## PROBLEM TO WORK ON:
Print this span of the material below exactly: the line with "fn set_viewport(&mut self, width: u32, height: u32)", the line with "#[derive(Debug, Error)]", and every line between them, but nothing else.

** PROVIDED ENTRIES follows **

use euclid::{default::Size2D, size2};
use glow::HasContext;

/// The drawing surface as seen by the application: viewport tracking and clearing.
pub struct Renderer {
    context: glow::Context,
    size: Size2D<u32>,
}

impl Renderer {
    pub fn new(context: glow::Context) -> Renderer {
        Renderer {
            context,
            size: size2(0, 0),
        }
    }

    pub fn init(&mut self, width: u32, height: u32) {
        log::info!("Renderer init at {}x{}", width, height);
        self.set_viewport(width, height);
    }

    pub fn on_window_resize(&mut self, width: u32, height: u32) {
        self.set_viewport(width, height);
    }

    pub fn size(&self) -> Size2D<u32> {
        self.size
    }

    pub unsafe fn clear(&mut self, color: [f32; 4]) {
        self.context
            .clear_color(color[0], color[1], color[2], color[3]);
        self.context.clear(glow::COLOR_BUFFER_BIT);
    }

    fn set_viewport(&mut self, width: u32, height: u32) {
        self.size = size2(width, height);
        unsafe {
            self.context.viewport(0, 0, width as i32, height as i32);
        }
    }
}
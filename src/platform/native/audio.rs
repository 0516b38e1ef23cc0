use std::{sync::Arc, thread::JoinHandle};

use cpal::{
    traits::{DeviceTrait, HostTrait, StreamTrait},
    Sample, SampleFormat,
};
use thiserror::Error;

use crate::{
    constants::CHANNELS,
    mixer::{spawn_mixer_thread, Mixer, MixerConfig},
    wave_ring::WaveRing,
};

#[derive(Debug, Error)]
pub enum AudioError {
    #[error("no audio output device available")]
    NoOutputDevice,
    #[error("could not query output formats: {0}")]
    SupportedConfigs(#[from] cpal::SupportedStreamConfigsError),
    #[error("could not query the default output format: {0}")]
    DefaultConfig(#[from] cpal::DefaultStreamConfigError),
    #[error("could not open the output stream: {0}")]
    BuildStream(#[from] cpal::BuildStreamError),
    #[error("could not start the output stream: {0}")]
    PlayStream(#[from] cpal::PlayStreamError),
    #[error("could not start the sound mixer thread: {0}")]
    MixerThread(#[from] std::io::Error),
}

/// A running output stream fed by the mixer thread. Dropping it stops the mixer thread.
pub struct AudioOutput {
    config: MixerConfig,
    stream: cpal::Stream,
    ring: Arc<WaveRing>,
    mixer_thread: Option<JoinHandle<()>>,
}

impl AudioOutput {
    /// The format the mixer runs at, which follows the device when it can't play the requested
    /// rate.
    pub fn config(&self) -> &MixerConfig {
        &self.config
    }

    pub fn underruns(&self) -> u64 {
        self.ring.underruns()
    }
}

impl Drop for AudioOutput {
    fn drop(&mut self) {
        self.ring.close();
        if let Some(handle) = self.mixer_thread.take() {
            if handle.join().is_err() {
                log::error!("Sound mixer thread panicked");
            }
        }
    }
}

pub fn start_audio_playback(
    mixer: Arc<Mixer>,
    config: &MixerConfig,
) -> Result<AudioOutput, AudioError> {
    let host = cpal::default_host();
    let device = host
        .default_output_device()
        .ok_or(AudioError::NoOutputDevice)?;

    let rate = cpal::SampleRate(config.sample_rate);
    let preferred = device.supported_output_configs()?.find(|c| {
        c.channels() == CHANNELS && c.min_sample_rate() <= rate && c.max_sample_rate() >= rate
    });
    let supported_output_config = match preferred {
        Some(c) => c.with_sample_rate(rate),
        None => {
            let fallback = device.default_output_config()?;
            log::warn!(
                "Output device does not support {} channels at {} Hz, using {:?}",
                CHANNELS,
                config.sample_rate,
                fallback
            );
            fallback
        }
    };
    log::info!(
        "Audio output: {} channels at {} Hz, {:?}",
        supported_output_config.channels(),
        supported_output_config.sample_rate().0,
        supported_output_config.sample_format()
    );

    let sample_format = supported_output_config.sample_format();
    let output_config: cpal::StreamConfig = supported_output_config.config();

    let config = MixerConfig {
        sample_rate: output_config.sample_rate.0,
        ..*config
    };
    if config.sample_rate != mixer.sample_rate() {
        log::info!("Mixing at {} Hz", config.sample_rate);
        mixer.set_sample_rate(config.sample_rate);
    }

    let ring = Arc::new(WaveRing::new(config.buffer_count, config.samples_total()));
    let stream = match sample_format {
        SampleFormat::F32 => build_stream::<f32>(&device, &output_config, Arc::clone(&ring))?,
        SampleFormat::I16 => build_stream::<i16>(&device, &output_config, Arc::clone(&ring))?,
        SampleFormat::U16 => build_stream::<u16>(&device, &output_config, Arc::clone(&ring))?,
    };

    let mixer_thread = spawn_mixer_thread(mixer, Arc::clone(&ring), config.samples_per_channel())?;
    let output = AudioOutput {
        config,
        stream,
        ring,
        mixer_thread: Some(mixer_thread),
    };
    output.stream.play()?;
    Ok(output)
}

fn build_stream<T: Sample>(
    device: &cpal::Device,
    config: &cpal::StreamConfig,
    ring: Arc<WaveRing>,
) -> Result<cpal::Stream, cpal::BuildStreamError> {
    let channels = config.channels as usize;
    let mut intermediate_buffer: Vec<i16> = Vec::new();
    device.build_output_stream(
        config,
        move |data: &mut [T], _: &cpal::OutputCallbackInfo| {
            let frames = data.len() / channels;
            intermediate_buffer.clear();
            intermediate_buffer.resize(frames * CHANNELS as usize, 0);
            ring.play(&mut intermediate_buffer);
            for (out, stereo) in data
                .chunks_mut(channels)
                .zip(intermediate_buffer.chunks(CHANNELS as usize))
            {
                write_frame(out, stereo[0], stereo[1]);
            }
        },
        |e| log::error!("Stream error: {}", e),
    )
}

/// Spreads one stereo frame over the device's channels.
fn write_frame<T: Sample>(out: &mut [T], left: i16, right: i16) {
    match out {
        [mono] => {
            let mid = ((i32::from(left) + i32::from(right)) / 2) as i16;
            *mono = <T as Sample>::from(&mid);
        }
        [l, r, rest @ ..] => {
            *l = <T as Sample>::from(&left);
            *r = <T as Sample>::from(&right);
            for sample in rest {
                *sample = <T as Sample>::from(&0i16);
            }
        }
        [] => {}
    }
}
pub mod constants;
pub mod fs;
pub mod input;
pub mod mixer;
pub mod platform;
pub mod renderer;
pub mod sound;
pub mod wave_ring;
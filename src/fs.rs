//! Thin file-system helpers used by applications to locate their data.

use std::{
    io,
    path::{Component, Path, PathBuf},
};

use walkdir::WalkDir;

#[derive(Copy, Clone, Eq, PartialEq, Debug)]
pub enum Trivalent {
    True,
    False,
    Unknown,
}

#[derive(Clone, Debug, PartialEq)]
pub struct DirectoryEntry {
    pub title: String,
    pub is_file: Trivalent,
    pub is_directory: Trivalent,
}

/// `Unknown` when the path exists but is not a directory.
pub fn does_directory_exist(path: impl AsRef<Path>) -> Trivalent {
    match std::fs::metadata(path) {
        Err(_) => Trivalent::False,
        Ok(info) if info.is_dir() => Trivalent::True,
        Ok(_) => Trivalent::Unknown,
    }
}

pub fn make_directory(path: impl AsRef<Path>) -> io::Result<()> {
    std::fs::create_dir(path)
}

pub fn current_path() -> io::Result<PathBuf> {
    std::env::current_dir()
}

/// Entries directly inside `path`, sorted by title.
pub fn directory_entries(path: impl AsRef<Path>) -> io::Result<Vec<DirectoryEntry>> {
    let path = canonicalize_path(path);
    let mut entries = Vec::new();
    for entry in WalkDir::new(&path)
        .min_depth(1)
        .max_depth(1)
        .sort_by_file_name()
    {
        let entry = entry.map_err(|e| {
            log::warn!("Can't list directory {}: {}", path.display(), e);
            io::Error::from(e)
        })?;
        let is_directory = entry.file_type().is_dir();
        entries.push(DirectoryEntry {
            title: entry.file_name().to_string_lossy().into_owned(),
            is_file: if is_directory {
                Trivalent::False
            } else {
                Trivalent::True
            },
            is_directory: if is_directory {
                Trivalent::True
            } else {
                Trivalent::False
            },
        });
    }
    Ok(entries)
}

/// Lexically resolves `.` and `..` components without touching the file system.
pub fn canonicalize_path(path: impl AsRef<Path>) -> PathBuf {
    let parts = normalize(path.as_ref());
    if parts.is_empty() {
        PathBuf::from(".")
    } else {
        parts.iter().collect()
    }
}

/// The path that leads from directory `from` to `to`, or `None` when there is none (different
/// roots, or `from` climbs above its own start).
pub fn relative_path_from_to(from: impl AsRef<Path>, to: impl AsRef<Path>) -> Option<PathBuf> {
    let from = normalize(from.as_ref());
    let to = normalize(to.as_ref());
    let common = from.iter().zip(&to).take_while(|(a, b)| a == b).count();

    if is_rooted(&from) != is_rooted(&to) || (is_rooted(&from) && common == 0) {
        return None;
    }
    if from[common..].contains(&Component::ParentDir) {
        return None;
    }

    let mut result = PathBuf::new();
    for _ in &from[common..] {
        result.push("..");
    }
    for part in &to[common..] {
        result.push(part);
    }
    if result.as_os_str().is_empty() {
        result.push(".");
    }
    Some(result)
}

fn is_rooted(parts: &[Component<'_>]) -> bool {
    matches!(
        parts.first(),
        Some(Component::RootDir) | Some(Component::Prefix(_))
    )
}

fn normalize(path: &Path) -> Vec<Component<'_>> {
    let mut parts: Vec<Component<'_>> = Vec::new();
    for component in path.components() {
        match component {
            Component::CurDir => {}
            Component::ParentDir => match parts.last() {
                Some(Component::Normal(_)) => {
                    parts.pop();
                }
                Some(Component::RootDir) | Some(Component::Prefix(_)) => {}
                _ => parts.push(component),
            },
            _ => parts.push(component),
        }
    }
    parts
}
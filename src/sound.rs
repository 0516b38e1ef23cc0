use std::sync::{
    atomic::{AtomicUsize, Ordering},
    Arc,
};

use anyhow::{format_err, Error};
use lewton::inside_ogg::OggStreamReader;
use rand::Rng;

/// A decoded sound asset. Cloning is cheap and every clone refers to the same asset, which is
/// what `Mixer::stop` matches against.
///
/// Samples are interleaved stereo `i16`; positions and durations are counted in frames (one
/// sample per channel).
#[derive(Clone)]
pub struct Sound {
    instance: Arc<SoundInstance>,
}

struct SoundInstance {
    samples: Vec<i16>,
    sample_rate: u32,
    playing: AtomicUsize,
}

impl Sound {
    pub fn from_stereo(mut samples: Vec<i16>, sample_rate: u32) -> Self {
        let frames = samples.len() / 2;
        samples.truncate(frames * 2);
        Self {
            instance: Arc::new(SoundInstance {
                samples,
                sample_rate,
                playing: AtomicUsize::new(0),
            }),
        }
    }

    pub fn from_mono(samples: &[i16], sample_rate: u32) -> Self {
        let mut stereo = Vec::with_capacity(samples.len() * 2);
        for sample in samples {
            stereo.push(*sample);
            stereo.push(*sample);
        }
        Self::from_stereo(stereo, sample_rate)
    }

    pub fn from_ogg(bytes: &[u8]) -> Result<Self, Error> {
        let mut reader = OggStreamReader::new(std::io::Cursor::new(bytes))?;
        let channels = reader.ident_hdr.audio_channels as usize;
        let sample_rate = reader.ident_hdr.audio_sample_rate;
        if channels == 0 {
            return Err(format_err!("Ogg stream has no audio channels"));
        }

        let mut buffer = Vec::new();
        while let Some(pck_samples) = reader.read_dec_packet_itl()? {
            for frame in pck_samples.chunks(channels) {
                match frame {
                    [mono] => {
                        buffer.push(*mono);
                        buffer.push(*mono);
                    }
                    [left, right, ..] => {
                        buffer.push(*left);
                        buffer.push(*right);
                    }
                    [] => {}
                }
            }
        }

        Ok(Self::from_stereo(buffer, sample_rate))
    }

    /// A sine tone with a short fade-out so it ends without a click.
    pub fn tone(frequency: f32, duration: f32, amplitude: f32, sample_rate: u32) -> Self {
        let frames = (duration * sample_rate as f32) as usize;
        let fade_frames = (sample_rate as usize / 100).min(frames).max(1);
        let samples: Vec<i16> = (0..frames)
            .map(|i| {
                let t = i as f32 / sample_rate as f32;
                let fade = ((frames - i) as f32 / fade_frames as f32).min(1.);
                let value = (t * frequency * std::f32::consts::PI * 2.).sin() * amplitude * fade;
                (value * i16::max_value() as f32) as i16
            })
            .collect();
        Self::from_mono(&samples, sample_rate)
    }

    /// White noise. A zero amplitude gives silence of the requested length.
    pub fn noise<R: Rng>(rng: &mut R, duration: f32, amplitude: f32, sample_rate: u32) -> Self {
        let frames = (duration * sample_rate as f32) as usize;
        let amplitude = amplitude.abs();
        if amplitude == 0. {
            return Self::from_stereo(vec![0; frames * 2], sample_rate);
        }
        let samples: Vec<i16> = (0..frames * 2)
            .map(|_| (rng.gen_range(-amplitude, amplitude) * i16::max_value() as f32) as i16)
            .collect();
        Self::from_stereo(samples, sample_rate)
    }

    /// Length of the asset in frames.
    pub fn duration_samples(&self) -> usize {
        self.instance.samples.len() / 2
    }

    pub fn sample_rate(&self) -> u32 {
        self.instance.sample_rate
    }

    /// Copies up to `requested` frames starting at frame `position` into `out` and returns how
    /// many frames were written. Zero means the stream has ended.
    pub fn stream_out(&self, position: usize, requested: usize, out: &mut [i16]) -> usize {
        let remaining = self.duration_samples().saturating_sub(position);
        let frames = requested.min(remaining).min(out.len() / 2);
        if frames == 0 {
            return 0;
        }
        let start = position * 2;
        out[..frames * 2].copy_from_slice(&self.instance.samples[start..start + frames * 2]);
        frames
    }

    /// Like `stream_out`, but walks the asset `step` frames per output frame, interpolating
    /// linearly between neighbouring frames. `playhead` is left on the next frame to read.
    pub fn stream_out_resampled(
        &self,
        playhead: &mut Playhead,
        step: f32,
        requested: usize,
        out: &mut [i16],
    ) -> usize {
        let samples = &self.instance.samples;
        let frames = self.duration_samples();
        let capacity = requested.min(out.len() / 2);
        let mut produced = 0;
        while produced < capacity && playhead.position < frames {
            let current = playhead.position * 2;
            let next = if playhead.position + 1 < frames {
                current + 2
            } else {
                current
            };
            for channel in 0..2 {
                let a = f32::from(samples[current + channel]);
                let b = f32::from(samples[next + channel]);
                out[produced * 2 + channel] = (a + (b - a) * playhead.phase) as i16;
            }
            produced += 1;

            let advanced = playhead.phase + step;
            playhead.position += advanced.trunc() as usize;
            playhead.phase = advanced.fract();
        }
        produced
    }

    pub fn same_asset(&self, other: &Sound) -> bool {
        Arc::ptr_eq(&self.instance, &other.instance)
    }

    /// Number of mixer buffers currently playing this asset.
    pub fn playing_count(&self) -> usize {
        self.instance.playing.load(Ordering::Acquire)
    }

    pub fn is_playing(&self) -> bool {
        self.playing_count() > 0
    }

    pub(crate) fn inc_playing(&self) {
        self.instance.playing.fetch_add(1, Ordering::AcqRel);
    }

    pub(crate) fn dec_playing(&self) {
        let _ = self
            .instance
            .playing
            .fetch_update(Ordering::AcqRel, Ordering::Acquire, |n| n.checked_sub(1));
    }
}

/// Read position inside a sound played at a rate other than its own: a whole frame index plus
/// the fraction of the way to the next frame.
#[derive(Copy, Clone, Debug, Default, PartialEq)]
pub struct Playhead {
    pub position: usize,
    pub phase: f32,
}

impl std::fmt::Debug for Sound {
    fn fmt(&self, f: &mut std::fmt::Formatter<'_>) -> std::fmt::Result {
        f.debug_struct("Sound")
            .field("frames", &self.duration_samples())
            .field("sample_rate", &self.sample_rate())
            .field("playing", &self.playing_count())
            .finish()
    }
}
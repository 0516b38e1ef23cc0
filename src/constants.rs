pub const WINDOW_TITLE: &str = "Arctic Engine";
pub const WINDOW_SIZE: (u32, u32) = (800, 500);

pub const DEFAULT_MASTER_VOLUME: f32 = 0.7;

pub const SAMPLE_RATE: u32 = 44100;
pub const CHANNELS: u16 = 2;
pub const BUFFER_COUNT: usize = 10;
pub const BUFFER_DURATION_US: u64 = 10_000;

/// Platform wheel units per notch.
pub const WHEEL_DELTA: f32 = 120.;

pub const DATA_DIRECTORY: &str = "data";
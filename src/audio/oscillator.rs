use crate::types::waveform::Waveform;

/// Oscillator with phase accumulation
/// Supports multiple waveforms: sine, triangle, sawtooth, square
pub struct Oscillator {
    /// Current phase position (0.0 to 1.0)
    phase: f32,
    /// Phase increment per sample (frequency / sample_rate)
    phase_delta: f32,
    frequency: f32,
    sample_rate: f32,
    waveform: Waveform,
}

impl Oscillator {
    pub fn new(sample_rate: f32) -> Self {
        let mut osc = Self {
            phase: 0.0,
            phase_delta: 0.0,
            frequency: 440.0,
            sample_rate,
            waveform: Waveform::Sine,
        };
        osc.update_phase_delta();
        osc
    }

    pub fn set_waveform(&mut self, waveform: Waveform) {
        self.waveform = waveform;
    }

    pub fn set_frequency(&mut self, freq: f32) {
        self.frequency = freq;
        self.update_phase_delta();
    }

    fn update_phase_delta(&mut self) {
        self.phase_delta = self.frequency / self.sample_rate;
    }

    /// Generate next sample and advance phase
    pub fn next_sample(&mut self) -> f32 {
        let output = self.waveform.generate(self.phase);

        self.phase += self.phase_delta;
        if self.phase >= 1.0 {
            self.phase -= 1.0;
        }

        output
    }

    /// Reset phase to zero so every note starts at the same point in the cycle
    pub fn reset(&mut self) {
        self.phase = 0.0;
    }
}
pub mod app;
pub mod events;
pub mod render;
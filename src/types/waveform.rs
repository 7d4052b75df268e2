use serde::{Deserialize, Serialize};

/// Oscillator shapes available for playback
#[derive(Debug, Clone, Copy, PartialEq, Eq, Default, Deserialize, Serialize)]
#[serde(rename_all = "lowercase")]
pub enum Waveform {
    #[default]
    Sine,
    Triangle,
    Sawtooth,
    Square,
}

impl Waveform {
    /// Human-readable name
    pub fn name(&self) -> &'static str {
        match self {
            Waveform::Sine => "sine",
            Waveform::Triangle => "triangle",
            Waveform::Sawtooth => "sawtooth",
            Waveform::Square => "square",
        }
    }

    /// Generate sample for this waveform at given phase (0.0 to 1.0)
    pub fn generate(&self, phase: f32) -> f32 {
        use std::f32::consts::PI;

        match self {
            Waveform::Sine => (phase * 2.0 * PI).sin(),
            Waveform::Triangle => {
                // -1 to 1 and back over one cycle
                if phase < 0.5 {
                    4.0 * phase - 1.0
                } else {
                    3.0 - 4.0 * phase
                }
            }
            Waveform::Sawtooth => 2.0 * phase - 1.0,
            Waveform::Square => {
                if phase < 0.5 {
                    1.0
                } else {
                    -1.0
                }
            }
        }
    }
}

** End of PROVIDED ENTRIES **

## SOLUTION:
    fn set_viewport(&mut self, width: u32, height: u32) {
        self.size = size2(width, height);
        unsafe {
            self.context.viewport(0, 0, width as i32, height as i32);
        }
    }
}
filename src/platform/native/audio.rs
repository 0516b38e1ef23cc0
use std::{sync::Arc, thread::JoinHandle};

use cpal::{
    traits::{DeviceTrait, HostTrait, StreamTrait},
    Sample, SampleFormat,
};
use thiserror::Error;

use crate::{
    constants::CHANNELS,
    mixer::{spawn_mixer_thread, Mixer, MixerConfig},
    wave_ring::WaveRing,
};

#[derive(Debug, Error)]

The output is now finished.